02-03.業務改革
「四天王? 嫌よ。やりたくないわ」
「我もそう言ったのじゃがなぁ……リリスが……」
「誰よリリスって。私以外に女がいたの?」
「なっ何を言っておる! あやつじゃ! お主も知っておるじゃろうが!」
「知ってる? ……ああ。もしかしてメガネのこと?」
「メガネ付けたやつが何人おると思っとるのじゃ……。しかし間違いはあるまい。お主が顔を合わせる者はそう多くないのでな。そやつじゃ。あのサキュバスじゃ」
意外と可愛らしい名前だったのね。
「彼女も魔王様の女なの?」
「ちがわい! 誰があんな堅物!」
「だ・れ・が? 堅物ですってぇ~?」
「ひぃっ!?」
ひぃって……。魔王様、意外とビビリよね。
「コソコソと陰口だなんて。魔王様にそんな暇があるのかしら?」
「違うのじゃ! 我はただ!」
やっぱり浮気バレ?
「ユズキ。やりなさい」
「嫌です」
「拒否は認めないわ。やりなさい」
「理由を聞かせて頂いても?」
「必要だからよ」
「リリスさんって私のこと嫌い?」
「そんなわけないじゃない。優秀な者は好きよ。たとえ人間であってもね」
サキュバスだからね。人間はある意味好物だろうさ。
「ならもう少しちゃんと説明してくださらないかしら?」
「手が足りないからよ。優秀なあなたを魔王様の愛人なんかに留めておくわけにはいかないわ」
「お主はいつもそうやって!」
「いつも? 魔王様って元カノいるの?」
「流石にそこまでではないわね。手元に置こうとした事は珍しくもないけど、そこまで深い関係になる前に私が引き抜いたもの。大半はその前に塵になったけど」
悪びれもせず言うものだ。つまりはそういう事なのかしら。
「あっ! こら! ユズキの前で余計な事を口にするでない!!」
「口を滑らせたのは魔王様よ。むしろ私のお陰で未遂に終わったのだから感謝なさい」
未遂ってどっちだろう。
というか魔王様、なにやってんのさ。側に置きたくなる程優秀な人を塵にしちゃダメでしょ。
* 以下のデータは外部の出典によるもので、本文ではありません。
//! Decoded-value conversion
//!
//! Turns the `apache_avro` value tree into a `serde_json` value tree, the
//! shape the flattener and the downstream sink consume. The JSON tree is the
//! tagged Scalar/Sequence/Mapping representation the rest of the pipeline
//! pattern-matches on: `Object` is a mapping, `Array` is a sequence,
//! everything else is a scalar.
//!
//! Conversion rules:
//!
//! - records and maps become objects (field order preserved for records)
//! - unions unwrap to their inner value
//! - enums become their symbol strings
//! - date/time logical types surface as their underlying integers
//! - bytes and fixed become arrays of byte values

use apache_avro::types::Value as AvroValue;
use serde_json::{Map, Number, Value as JsonValue};

/// Convert a decoded Avro value into a JSON value.
pub fn to_json(value: AvroValue) -> JsonValue {
    match value {
        AvroValue::Null => JsonValue::Null,
        AvroValue::Boolean(b) => JsonValue::Bool(b),
        AvroValue::Int(i) => JsonValue::Number(i.into()),
        AvroValue::Long(l) => JsonValue::Number(l.into()),
        AvroValue::Float(f) => float_to_json(f as f64),
        AvroValue::Double(d) => float_to_json(d),
        AvroValue::String(s) => JsonValue::String(s),
        AvroValue::Enum(_, symbol) => JsonValue::String(symbol),
        AvroValue::Bytes(bytes) | AvroValue::Fixed(_, bytes) => {
            JsonValue::Array(bytes.into_iter().map(|b| JsonValue::Number(b.into())).collect())
        }
        AvroValue::Union(_, inner) => to_json(*inner),
        AvroValue::Array(items) => JsonValue::Array(items.into_iter().map(to_json).collect()),
        AvroValue::Map(entries) => {
            let mut object = Map::with_capacity(entries.len());
            for (key, value) in entries {
                object.insert(key, to_json(value));
            }
            JsonValue::Object(object)
        }
        AvroValue::Record(fields) => {
            let mut object = Map::with_capacity(fields.len());
            for (name, value) in fields {
                object.insert(name, to_json(value));
            }
            JsonValue::Object(object)
        }
        AvroValue::Date(days) => JsonValue::Number(days.into()),
        AvroValue::TimeMillis(t) => JsonValue::Number(t.into()),
        AvroValue::TimeMicros(t) => JsonValue::Number(t.into()),
        AvroValue::TimestampMillis(t) => JsonValue::Number(t.into()),
        AvroValue::TimestampMicros(t) => JsonValue::Number(t.into()),
        AvroValue::Uuid(uuid) => JsonValue::String(uuid.to_string()),
        other => {
            // Remaining logical types (decimals, durations, nanosecond
            // timestamps) have no natural JSON scalar; they are not produced
            // by the supported producers.
            tracing::debug!(value = ?other, "Unsupported Avro value variant, emitting null");
            JsonValue::Null
        }
    }
}

/// Convert a decoded top-level datum into a field/value mapping.
///
/// Returns `None` when the datum is not a record or map — such a datum has
/// no top-level fields to emit, so the blob is skipped as a structural
/// anomaly.
pub fn to_record(value: AvroValue) -> Option<Map<String, JsonValue>> {
    match to_json(value) {
        JsonValue::Object(object) => Some(object),
        _ => None,
    }
}

fn float_to_json(f: f64) -> JsonValue {
    // NaN and infinities have no JSON representation.
    match Number::from_f64(f) {
        Some(n) => JsonValue::Number(n),
        None => JsonValue::Null,
    }
}
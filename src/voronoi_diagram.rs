//! Simplified Voronoi diagram of a planarized similarity graph.
//!
//! Each pixel gets the precomputed cell for its corner code, translated to its
//! grid position. Vertices shared by exactly two faces lie in the middle of a
//! boundary segment and are dropped, merging their two incident edges. The
//! exterior of the image counts as a face for vertices on the image frame, and
//! the four frame corners are always kept.

use crate::active_edges::{ActiveEdges, Edge};
use crate::color::VisibilityThresholds;
use crate::error::{DepixError, Result};
use crate::geometry::{GridPos, Point};
use crate::pixel_grid::PixelGrid;
use crate::similarity_graph::SimilarityGraph;
use crate::voronoi_cells::{check_cell_type, corner_code, CellTable, CornerCode};
use log::{debug, warn};
use std::collections::HashMap;

/// Undirected adjacency between diagram vertices. Each neighbour is listed
/// once per vertex.
#[derive(Debug, Clone, Default, PartialEq, Eq)]
pub struct Diagram {
    adjacency: HashMap<Point, Vec<Point>>,
}

impl Diagram {
    fn connect(&mut self, a: Point, b: Point) {
        if a == b {
            return;
        }
        for (from, to) in [(a, b), (b, a)] {
            let list = self.adjacency.entry(from).or_default();
            if !list.contains(&to) {
                list.push(to);
            }
        }
    }

    pub fn neighbors(&self, p: Point) -> &[Point] {
        self.adjacency.get(&p).map(Vec::as_slice).unwrap_or(&[])
    }

    pub fn contains(&self, p: Point) -> bool {
        self.adjacency.contains_key(&p)
    }

    pub fn points(&self) -> impl Iterator<Item = Point> + '_ {
        self.adjacency.keys().copied()
    }

    /// Every edge once, endpoints in canonical order.
    pub fn edges(&self) -> impl Iterator<Item = Edge> + '_ {
        self.adjacency.iter().flat_map(|(&p, neighbors)| {
            neighbors
                .iter()
                .filter(move |&&q| p < q)
                .map(move |&q| Edge::new(p, q))
        })
    }

    pub fn len(&self) -> usize {
        self.adjacency.len()
    }

    pub fn is_empty(&self) -> bool {
        self.adjacency.is_empty()
    }

    pub fn edge_count(&self) -> usize {
        self.adjacency.values().map(Vec::len).sum::<usize>() / 2
    }
}

/// An interior pixel whose corner code has a corner claimed by both
/// diagonals, which planarization should have made impossible.
#[derive(Debug, Clone, Copy, PartialEq, Eq)]
pub struct PlanarityViolation {
    pub position: GridPos,
    pub code: CornerCode,
}

#[derive(Debug, Clone)]
pub struct VoronoiDiagram {
    width: usize,
    height: usize,
    codes: Vec<CornerCode>,
    /// Unsimplified cell rings in absolute quarter-pixel coordinates, row-major.
    cells: Vec<Vec<Point>>,
    /// How many cell rings each vertex appears in.
    occurrences: HashMap<Point, u32>,
    diagram: Diagram,
    active_edges: ActiveEdges,
    violations: Vec<PlanarityViolation>,
}

impl VoronoiDiagram {
    /// Build the diagram of `graph` using the shared cell table.
    pub fn build(
        graph: &SimilarityGraph,
        grid: &PixelGrid,
        thresholds: &VisibilityThresholds,
    ) -> Result<Self> {
        Self::build_with_table(graph, grid, thresholds, CellTable::global())
    }

    pub fn build_with_table(
        graph: &SimilarityGraph,
        grid: &PixelGrid,
        thresholds: &VisibilityThresholds,
        table: &CellTable,
    ) -> Result<Self> {
        if (graph.width(), graph.height()) != (grid.width(), grid.height()) {
            return Err(DepixError::DimensionMismatch {
                graph: (graph.width(), graph.height()),
                grid: (grid.width(), grid.height()),
            });
        }

        let mut diagram = Self {
            width: grid.width(),
            height: grid.height(),
            codes: Vec::with_capacity(grid.pixels().len()),
            cells: Vec::with_capacity(grid.pixels().len()),
            occurrences: HashMap::new(),
            diagram: Diagram::default(),
            active_edges: ActiveEdges::new(*thresholds),
            violations: Vec::new(),
        };
        diagram.place_cells(graph, table);
        diagram.simplify(grid);

        debug!(
            "voronoi diagram {}x{}: {} vertices, {} edges, {} active edges, {} violations",
            diagram.width,
            diagram.height,
            diagram.diagram.len(),
            diagram.diagram.edge_count(),
            diagram.active_edges.len(),
            diagram.violations.len()
        );
        Ok(diagram)
    }

    fn place_cells(&mut self, graph: &SimilarityGraph, table: &CellTable) {
        for y in 0..self.height as i32 {
            for x in 0..self.width as i32 {
                let pos = GridPos::new(x, y);
                let code = corner_code(graph, pos);
                if !graph.is_on_border(pos) && !check_cell_type(code) {
                    warn!("similarity graph is not planar at ({x}, {y}): corner code {code:#010b}");
                    self.violations.push(PlanarityViolation {
                        position: pos,
                        code,
                    });
                }

                let center = pos.center();
                let ring: Vec<Point> = table
                    .cell(code)
                    .iter()
                    .map(|&offset| center.translate(offset))
                    .collect();
                for &p in &ring {
                    *self.occurrences.entry(p).or_insert(0) += 1;
                }
                self.codes.push(code);
                self.cells.push(ring);
            }
        }
    }

    /// Walk every cell ring, keeping only vertices whose valency is not 2.
    /// Each span between two kept vertices becomes a diagram edge and is
    /// reported to the active-edge collector with the pixel's colour.
    fn simplify(&mut self, grid: &PixelGrid) {
        let mut diagram = Diagram::default();
        let mut active_edges = self.active_edges.clone();

        for (ring, &color) in self.cells.iter().zip(grid.pixels()) {
            let n = ring.len();
            let Some(start) = ring.iter().position(|&p| self.is_retained(p)) else {
                for (i, &p) in ring.iter().enumerate() {
                    let q = ring[(i + 1) % n];
                    diagram.connect(p, q);
                    active_edges.observe(Edge::new(p, q), color);
                }
                continue;
            };

            let mut anchor = ring[start];
            let mut first_absorbed: Option<Point> = None;
            for step in 1..=n {
                let p = ring[(start + step) % n];
                if !self.is_retained(p) {
                    first_absorbed.get_or_insert(p);
                    continue;
                }

                // The span replaces the raw segments it absorbed. Only
                // degenerate rings ever record a raw segment, and it would
                // leave from the anchor.
                if let Some(q) = first_absorbed.take() {
                    active_edges.discard(&Edge::new(anchor, q));
                }

                if anchor != p {
                    diagram.connect(anchor, p);
                    active_edges.observe(Edge::new(anchor, p), color);
                }
                anchor = p;
            }
        }

        active_edges.prune();
        self.diagram = diagram;
        self.active_edges = active_edges;
    }

    fn on_frame(&self, p: Point) -> bool {
        p.x == 0 || p.y == 0 || p.x == 4 * self.width as i32 || p.y == 4 * self.height as i32
    }

    fn is_frame_corner(&self, p: Point) -> bool {
        (p.x == 0 || p.x == 4 * self.width as i32) && (p.y == 0 || p.y == 4 * self.height as i32)
    }

    /// Number of faces meeting at `p`, counting the image exterior for
    /// vertices on the frame. 0 for points that are not cell vertices.
    pub fn valency(&self, p: Point) -> u32 {
        match self.occurrences.get(&p) {
            Some(&count) => count + self.on_frame(p) as u32,
            None => 0,
        }
    }

    /// Whether `p` survives simplification.
    pub fn is_retained(&self, p: Point) -> bool {
        self.valency(p) != 2 || self.is_frame_corner(p)
    }

    pub fn width(&self) -> usize {
        self.width
    }

    pub fn height(&self) -> usize {
        self.height
    }

    pub fn diagram(&self) -> &Diagram {
        &self.diagram
    }

    pub fn active_edges(&self) -> &ActiveEdges {
        &self.active_edges
    }

    pub fn violations(&self) -> &[PlanarityViolation] {
        &self.violations
    }

    /// Corner code of the pixel at `(x, y)`.
    pub fn corner_code(&self, x: usize, y: usize) -> Option<CornerCode> {
        (x < self.width && y < self.height).then(|| self.codes[y * self.width + x])
    }

    /// Unsimplified cell ring of the pixel at `(x, y)`, in quarter-pixel units.
    pub fn cell(&self, x: usize, y: usize) -> Option<&[Point]> {
        (x < self.width && y < self.height).then(|| self.cells[y * self.width + x].as_slice())
    }
}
だから人手が足りないんじゃない。リリスさんグッジョブだわ。
「あっちは本当に未遂だったのかしら? 魔王様、やけに手慣れていたわよ?」
「ちょっと。私にそういう話聞かせないでよ」
何を想像したのかしら? 顔が真っ赤よ? あなたサキュバスよね? まさか初心なの? それはそれで一周回ってコテッコテな属性よね。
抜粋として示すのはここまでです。